The wine had a real cork closure, was 12.5% alcohol by volume and cost $54 for the bottle. I also wrote down that it had a pretty label and drew a picture of it. Which, given my very limited artistic skills, is quite amusing, but from what I can interpret it is two fairies (or angels) holding up a shield. Right. Another beef with restaurants and wine. The glasses were warm. I mean, I'm happy you clean your glasses, but I do not want them directly from the dishwasher. And the wine itself was warm, so I took Joel's (of Wine Life Today and Vivi's Wine Journal fame) advice from my post about warm wine in restaurants and requested an ice bucket to stick the bottle in. Our server brought one with no problem and our wine was saved! (Though he did try to take my wine out of the bucket after only about 2 minutes, but I put it right back in again.)
As for the wine, on the nose I found oak, black cherries, dark fruit, spice, earthiness and leather. In the mouth I would describe the wine as dense and dark, with spice and dark fruits, blackberries, cherries and currants. The tannins were big and I think the wine could definitely age for quite a while.

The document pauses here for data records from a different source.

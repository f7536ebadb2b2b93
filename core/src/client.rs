//! Entry points for issuing GET requests.
//!
//! # Design
//! A `Request` is plain data: host, resource and timeout. Sending it spawns
//! one task on an event loop and immediately returns the read side of a
//! one-shot channel. The task owns its socket for its whole life and writes
//! exactly one outcome before it ends.

use std::time::Duration;

use crate::channel::{self, ResponseFuture};
use crate::config::FetchConfig;
use crate::error::FetchError;
use crate::event_loop::{default_loop, EventLoop};
use crate::exchange;
use crate::types::Response;

/// A GET request waiting to be sent.
#[derive(Debug, Clone, PartialEq, Eq)]
pub struct Request {
    host: String,
    resource: String,
    timeout: Duration,
}

impl Request {
    /// A request for `/` on `host` with a 30 second timeout.
    ///
    /// `host` has no scheme and may carry an explicit `:port`.
    pub fn new(host: impl Into<String>) -> Self {
        Self::with_config(host, &FetchConfig::default())
    }

    pub fn with_config(host: impl Into<String>, config: &FetchConfig) -> Self {
        Self {
            host: host.into(),
            resource: config.default_resource.clone(),
            timeout: config.timeout(),
        }
    }

    /// The resource path, sent verbatim on the request line.
    pub fn resource(mut self, resource: impl Into<String>) -> Self {
        self.resource = resource.into();
        self
    }

    pub fn timeout(mut self, timeout: Duration) -> Self {
        self.timeout = timeout;
        self
    }

    pub fn host(&self) -> &str {
        &self.host
    }

    pub fn resource_path(&self) -> &str {
        &self.resource
    }

    /// Send on the process-wide default loop.
    pub fn send(self) -> ResponseFuture {
        self.send_on(default_loop())
    }

    /// Spawn the exchange on `event_loop` and return its handle right away.
    pub fn send_on(self, event_loop: &EventLoop) -> ResponseFuture {
        let (promise, future) = channel::promise();
        let Request {
            host,
            resource,
            timeout,
        } = self;
        event_loop.spawn_task(async move {
            let outcome = exchange::run(&host, &resource, timeout).await;
            match &outcome {
                Ok(response) => tracing::debug!(
                    %host,
                    %resource,
                    bytes = response.body().len(),
                    "fetch complete"
                ),
                Err(error) => tracing::debug!(%host, %resource, %error, "fetch failed"),
            }
            promise.fulfil(outcome);
        });
        future
    }
}

/// GET `/` from `host` on the default loop with the default timeout.
pub fn fetch(host: impl Into<String>) -> ResponseFuture {
    Request::new(host).send()
}

/// GET `/` from every host concurrently on `event_loop`, then wait for all.
///
/// Results come back in the order the hosts were given.
///
/// # Panics
/// Blocks the calling thread, so it panics if called from async code.
pub fn fetch_many<I, S>(hosts: I, event_loop: &EventLoop) -> Vec<Result<Response, FetchError>>
where
    I: IntoIterator<Item = S>,
    S: Into<String>,
{
    let pending: Vec<ResponseFuture> = hosts
        .into_iter()
        .map(|host| Request::new(host).send_on(event_loop))
        .collect();
    pending.into_iter().map(ResponseFuture::wait).collect()
}
//! Choosing how to read a response body, and the chunk-size line format.
//!
//! The decoders themselves live on the exchange, since they pull bytes off
//! the socket; this module only holds the decisions that need no I/O.

use crate::error::FetchError;
use crate::types::HeaderMap;

/// Upper bound on a single chunk-size line, extensions included.
pub const MAX_CHUNK_LINE_LEN: usize = 4 * 1024;

/// How the body following a head is framed.
#[derive(Debug, Clone, Copy, PartialEq, Eq)]
pub enum BodyKind {
    /// `Transfer-Encoding` was present; the value is not inspected.
    Chunked,
    /// `Content-Length` bytes follow.
    Fixed(usize),
}

/// Decide how to read the body, or fail before reading anything.
///
/// Any status other than 200 ends the exchange with `BadRequest`.
pub fn select_body(status: u16, headers: &HeaderMap) -> Result<BodyKind, FetchError> {
    if status != 200 {
        return Err(FetchError::BadRequest(status));
    }
    if headers.contains("transfer-encoding") {
        return Ok(BodyKind::Chunked);
    }
    match headers.get("content-length") {
        Some(value) => value
            .trim()
            .parse()
            .map(BodyKind::Fixed)
            .map_err(|_| FetchError::malformed(format!("invalid content-length {value:?}"))),
        None => Err(FetchError::malformed(
            "neither content-length nor transfer-encoding present",
        )),
    }
}

/// Parse a chunk-size line (CRLF already stripped) as hexadecimal.
///
/// Whitespace around the digits and `;extension` suffixes are tolerated.
pub fn parse_chunk_size(line: &[u8]) -> Result<usize, FetchError> {
    let text = std::str::from_utf8(line)
        .map_err(|_| FetchError::malformed("chunk size line is not ASCII"))?;
    let digits = text.split(';').next().unwrap_or_default().trim();
    if digits.is_empty() {
        return Err(FetchError::malformed("empty chunk size line"));
    }
    usize::from_str_radix(digits, 16)
        .map_err(|_| FetchError::malformed(format!("invalid chunk size {digits:?}")))
}
//! Error types for the GET client.
//!
//! # Design
//! Every way an exchange can end badly maps to exactly one variant, and the
//! variant is what travels through the result channel back to the caller.
//! `Timeout` is special: once the deadline has fired it replaces whatever the
//! interrupted operation produced, so callers never see a half-read body
//! dressed up as a network error.

use std::io;

/// Errors delivered by a [`ResponseFuture`](crate::ResponseFuture).
#[derive(Debug, thiserror::Error)]
pub enum FetchError {
    /// Name resolution or the TCP connect failed.
    #[error("connection failed: {0}")]
    Connection(#[source] io::Error),

    /// Reading or writing the socket failed, or the peer closed early.
    #[error("network error: {0}")]
    Network(#[source] io::Error),

    /// The response could not be parsed as HTTP/1.x.
    #[error("malformed response: {0}")]
    MalformedResponse(String),

    /// The server answered with a status other than 200.
    #[error("bad request: server returned status {0}")]
    BadRequest(u16),

    /// The deadline fired before the exchange completed.
    #[error("timeout")]
    Timeout,

    /// The event loop shut down before the exchange produced a result.
    #[error("event loop closed before the request completed")]
    LoopClosed,
}

impl FetchError {
    pub(crate) fn malformed(msg: impl Into<String>) -> Self {
        FetchError::MalformedResponse(msg.into())
    }

    /// Returns the status code for `BadRequest`, `None` otherwise.
    pub fn status(&self) -> Option<u16> {
        match self {
            FetchError::BadRequest(code) => Some(*code),
            _ => None,
        }
    }

    /// `true` if the exchange was cut short by its deadline.
    pub fn is_timeout(&self) -> bool {
        matches!(self, FetchError::Timeout)
    }
}

/// Error returned when the peer closes the stream before we have what we need.
pub(crate) fn unexpected_eof(what: &str) -> io::Error {
    io::Error::new(
        io::ErrorKind::UnexpectedEof,
        format!("connection closed while reading {what}"),
    )
}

Everyone had something different for dinner, but I do sometimes like to pair an Italian wine with Italian food. Matt had lobster ravioli with a tomato cream sauce, Bruce had gnocchi with cream sauce and bacon and I had the 4 cheese fettucini. The wine was actually a nice complement to the cream sauce and I thought the pair was pretty good. We'll be back to the Odeon Cafe again as the food is always reliably good and the prices are decent. The wine list needs some help though. It's not very long or diverse and the prices are mostly in the upper $40s and above!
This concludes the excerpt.